The world’s first independent, international survey of the incomes of self-published (“indie”) authors, commissioned by the Alliance of Independent Authors (ALLi), found that the median revenue for independent authors in 2022 was US$12,749.
This compares – gross incomes of “primary occupation authors” who spend more than 50% of their working time on writing and publishing activities,- with a median of US$8,600 for authors with third-party publishers. Figures are converted to US dollars for ease of comparison.
Most significantly, average incomes of self-published authors were rising, with a 53% increase in 2022 over the previous year. By contrast, previous author income surveys, which have focused on revenues received by authors with third-party publishers, have repeatedly reported falling incomes. Some recent global surveys saw the following median incomes:
- 2022 UK: US$8,600, down 38.2% since 2018 (Authors’ Licensing and Collective Society)
- 2018 Canada: US$6,990, down 27% since 2015 (Writers’ Union of Canada)
- 2018 US: US$6,080, down 24% from 2014 (The Authors Guild)
Self-publishing authors are bucking this trend. ALLi’s findings align with other evidence from the worldwide self-publishing community. The National Survey of Australian Book Authors in 2022, which included a higher proportion of independent authors than other surveys (one-third of respondents had self-published), also reported income growth: up 3% over the previous seven years.
Key findings from the ALLi report include:
- In 2022, the median income of self-publishing authors who spend more than half their working time on writing and publishing activities was $12,749.
- The average income was over $80,000.
- Almost a quarter had not yet started to earn, bringing in between 0 and 1K.
- Almost half of the respondents (43.8%) reported over $20k revenue.
- Some 28% earned $50k+ and almost a fifth ran six-figure publishing businesses.

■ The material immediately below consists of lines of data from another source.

//! Media capture adapter and the platform seams it sits on.
//!
//! The platform provides audio contexts, a microphone sample stream and video
//! sources through [`MediaDevices`]. [`MediaCapture`] wraps acquisition with a
//! request sequence so that a result arriving after the user already changed
//! their mind is released instead of attached.

use std::sync::Arc;
use std::sync::atomic::{AtomicBool, AtomicU64, Ordering};

use async_trait::async_trait;
use image::DynamicImage;
use livepilot_realtime::PcmBuffer;
use tokio::sync::mpsc;

use crate::error::CaptureError;
use crate::settings::FacingMode;

/// Callback run by the output device when a scheduled buffer finishes.
pub type EndedCallback = Box<dyn FnOnce() + Send + 'static>;

/// An audio clock/context. Platforms may hand these out suspended.
#[async_trait]
pub trait AudioContext: Send + Sync {
    /// Native sample rate.
    fn sample_rate(&self) -> u32;

    /// Resume a suspended context. Resuming a running context is a no-op.
    async fn resume(&self) -> Result<(), CaptureError>;
}

/// Playback-side context with a monotonic clock, in seconds.
pub trait AudioOutput: AudioContext {
    /// Current output clock time.
    fn current_time(&self) -> f64;

    /// Start `buffer` at `start_at` on the output clock.
    ///
    /// `on_ended` runs once the buffer finishes playing. Implementations must
    /// not run it from within `schedule` itself, and must not run it after the
    /// returned source was stopped.
    fn schedule(
        &self,
        buffer: Arc<PcmBuffer>,
        start_at: f64,
        on_ended: EndedCallback,
    ) -> Box<dyn ScheduledSource>;
}

/// A buffer scheduled on the output device.
pub trait ScheduledSource: Send + Sync {
    /// Stop playback immediately.
    fn stop(&self);
}

/// One track of a capture stream.
pub trait MediaTrack: Send + Sync {
    /// Stop the track. Stopping twice is harmless.
    fn stop(&self);
}

/// A video source that can be sampled for still frames.
#[async_trait]
pub trait VideoSource: Send + Sync {
    /// Grab the latest frame, if one is available.
    fn grab_frame(&self) -> Option<DynamicImage>;

    /// Resolves when the source ends out-of-band, e.g. permission revoked in
    /// the browser chrome or the shared window closed.
    async fn ended(&self);
}

/// Platform media access.
#[async_trait]
pub trait MediaDevices: Send + Sync {
    /// Whether the platform can capture audio at all.
    fn supports_audio_capture(&self) -> bool;

    /// Create the capture-rate audio context.
    fn create_input_context(&self, sample_rate: u32) -> Result<Arc<dyn AudioContext>, CaptureError>;

    /// Create the playback-rate audio context.
    fn create_output_context(&self, sample_rate: u32) -> Result<Arc<dyn AudioOutput>, CaptureError>;

    /// Open the microphone on `context`.
    async fn microphone(&self, context: Arc<dyn AudioContext>) -> Result<MicrophoneStream, CaptureError>;

    /// Open a camera.
    async fn camera(&self, facing: FacingMode) -> Result<VideoStream, CaptureError>;

    /// Start a screen share.
    async fn screen(&self) -> Result<VideoStream, CaptureError>;
}

/// Tracks of one capture stream, released together exactly once.
#[derive(Clone)]
pub struct StreamHandle {
    tracks: Arc<Vec<Arc<dyn MediaTrack>>>,
    released: Arc<AtomicBool>,
}

impl StreamHandle {
    pub fn new(tracks: Vec<Arc<dyn MediaTrack>>) -> Self {
        Self { tracks: Arc::new(tracks), released: Arc::new(AtomicBool::new(false)) }
    }

    /// Stop every track. Idempotent.
    pub fn release(&self) {
        if self.released.swap(true, Ordering::SeqCst) {
            return;
        }
        for track in self.tracks.iter() {
            track.stop();
        }
    }

    pub fn is_released(&self) -> bool {
        self.released.load(Ordering::SeqCst)
    }
}

impl std::fmt::Debug for StreamHandle {
    fn fmt(&self, f: &mut std::fmt::Formatter<'_>) -> std::fmt::Result {
        f.debug_struct("StreamHandle")
            .field("tracks", &self.tracks.len())
            .field("released", &self.is_released())
            .finish()
    }
}

/// Microphone samples, delivered in whatever block size the device uses.
pub struct MicrophoneStream {
    blocks: mpsc::Receiver<Vec<f32>>,
    handle: StreamHandle,
}

impl MicrophoneStream {
    pub fn new(blocks: mpsc::Receiver<Vec<f32>>, tracks: Vec<Arc<dyn MediaTrack>>) -> Self {
        Self { blocks, handle: StreamHandle::new(tracks) }
    }

    /// Next block of normalized samples. `None` once the device stops.
    pub async fn next_block(&mut self) -> Option<Vec<f32>> {
        if self.handle.is_released() {
            return None;
        }
        self.blocks.recv().await
    }

    pub fn handle(&self) -> StreamHandle {
        self.handle.clone()
    }
}

/// A camera or screen stream.
#[derive(Clone)]
pub struct VideoStream {
    source: Arc<dyn VideoSource>,
    handle: StreamHandle,
}

impl VideoStream {
    pub fn new(source: Arc<dyn VideoSource>, tracks: Vec<Arc<dyn MediaTrack>>) -> Self {
        Self { source, handle: StreamHandle::new(tracks) }
    }

    pub fn source(&self) -> Arc<dyn VideoSource> {
        self.source.clone()
    }

    pub fn release(&self) {
        self.handle.release();
    }

    pub fn is_released(&self) -> bool {
        self.handle.is_released()
    }
}

/// Result of a sequence-stamped acquisition.
pub struct Acquisition<T> {
    sequence: u64,
    result: Result<T, CaptureError>,
}

impl<T> Acquisition<T> {
    /// Sequence value captured when the request started.
    pub fn sequence(&self) -> u64 {
        self.sequence
    }
}

/// Outcome of [`MediaCapture::claim`].
pub enum Claim<T> {
    /// The request is still the latest one.
    Current(T),
    /// The request is still the latest one and failed.
    Failed(CaptureError),
    /// A newer request or an invalidation superseded this one.
    Stale,
}

/// Sequence-guarded access to the platform's devices.
pub struct MediaCapture {
    devices: Arc<dyn MediaDevices>,
    sequence: AtomicU64,
}

impl MediaCapture {
    pub fn new(devices: Arc<dyn MediaDevices>) -> Self {
        Self { devices, sequence: AtomicU64::new(0) }
    }

    pub fn devices(&self) -> &Arc<dyn MediaDevices> {
        &self.devices
    }

    /// Open the microphone. Not sequence-guarded; there is only ever one.
    pub async fn acquire_microphone(
        &self,
        context: Arc<dyn AudioContext>,
    ) -> Result<MicrophoneStream, CaptureError> {
        self.devices.microphone(context).await
    }

    /// Request a camera. The result must go through [`claim`](Self::claim).
    pub async fn acquire_camera(&self, facing: FacingMode) -> Acquisition<VideoStream> {
        let sequence = self.next_sequence();
        let result = self.devices.camera(facing).await;
        Acquisition { sequence, result }
    }

    /// Request a screen share. The result must go through [`claim`](Self::claim).
    pub async fn acquire_screen(&self) -> Acquisition<VideoStream> {
        let sequence = self.next_sequence();
        let result = self.devices.screen().await;
        Acquisition { sequence, result }
    }

    /// Supersede every in-flight video request.
    pub fn invalidate(&self) {
        self.next_sequence();
    }

    pub fn current_sequence(&self) -> u64 {
        self.sequence.load(Ordering::SeqCst)
    }

    /// Accept an acquisition if nothing superseded it; otherwise release it.
    pub fn claim(&self, acquisition: Acquisition<VideoStream>) -> Claim<VideoStream> {
        let current = acquisition.sequence == self.current_sequence();
        match (acquisition.result, current) {
            (Ok(stream), true) => Claim::Current(stream),
            (Err(e), true) => Claim::Failed(e),
            (Ok(stream), false) => {
                tracing::debug!(
                    sequence = acquisition.sequence,
                    current = self.current_sequence(),
                    "Releasing stale video stream"
                );
                stream.release();
                Claim::Stale
            }
            (Err(_), false) => Claim::Stale,
        }
    }

    fn next_sequence(&self) -> u64 {
        self.sequence.fetch_add(1, Ordering::SeqCst) + 1
    }
}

“ALLi has always believed that authors are financially better off self-publishing,” said Orna Ross, ALLi Director. “Now that the results of this survey confirm that belief, we want to make sure all authors know that they can make a living as an author, if they do the work and acquire good publishing skills, alongside good writing skills. And that they are not alone. There is full support for talented and dedicated authors at ALLi and throughout the self-publishing community.”
“We need the literary establishment to play its part too,” says Melissa Addey, ALLi’s Campaigns Manager. “Since its inception, ALLi has campaigned for schools and universities, literary festivals and events, bookshops and bestseller lists, awards and reviewing outlets to open up to indie authors. More than a decade on, it’s sad to see how little has changed in most quarters. It’s time for literary organizations to wake up to the realities of how authors work and earn in the 2020s, and do right by all authors, not just those with traditional publishers.”
Research and methodology
The survey was commissioned by ALLi and distributed in February 2023 to their members and subscribers and, through other key self-publishing and author organizations, to a wide cohort of self-publishing writers around the world. The survey garnered a total of 2,539 respondents, of whom 2,261 (89%) met the qualification criteria. 60% of the respondents were located in North America and 21% in the United Kingdom, followed by Australia/New Zealand and Europe each representing about 8%.
The analysis was conducted by San Francisco-based Thad McIlroy of The Future of Publishing, and Los Angeles-based strategy consultant and principal of SKS Advisors, Steve Sieck.
The report, Key Findings from ALLi’s Independent Author Income Survey, will launch on Tuesday 18th April 2023 in Author HQ at the 2023 London Book Fair and publish on the ALLi blog at SelfPublishingAdvice.org on that day.
In follow-up research, ALLi has commissioned the UK Copyright & Creative Economy Centre, CREATe, to expand analysis of the findings, particularly in relation to key demographic groups and factors that contribute to higher incomes. This project is sponsored by author education company Self-Publishing Formula.
ALLi will publish the full report including demographic data in June 2023, together with a collection of key insights from several peer self-publishing organizations as: the Big Indie Author Data Drop. This compilation and final 2023 report will be presented at the Self-Publishing Live conference in London in June 2023 and will repeat as an annual event, filling a notable gap in author income research.
ALLi is a nonprofit organization with a mission of ethics and excellence in self-publishing. We’re the only global self-publishing membership association, now entering our second decade of empowering authors through our Self-Publishing Advice Center, member benefits, monitoring of the self-publishing sector, and advocacy for independent authors.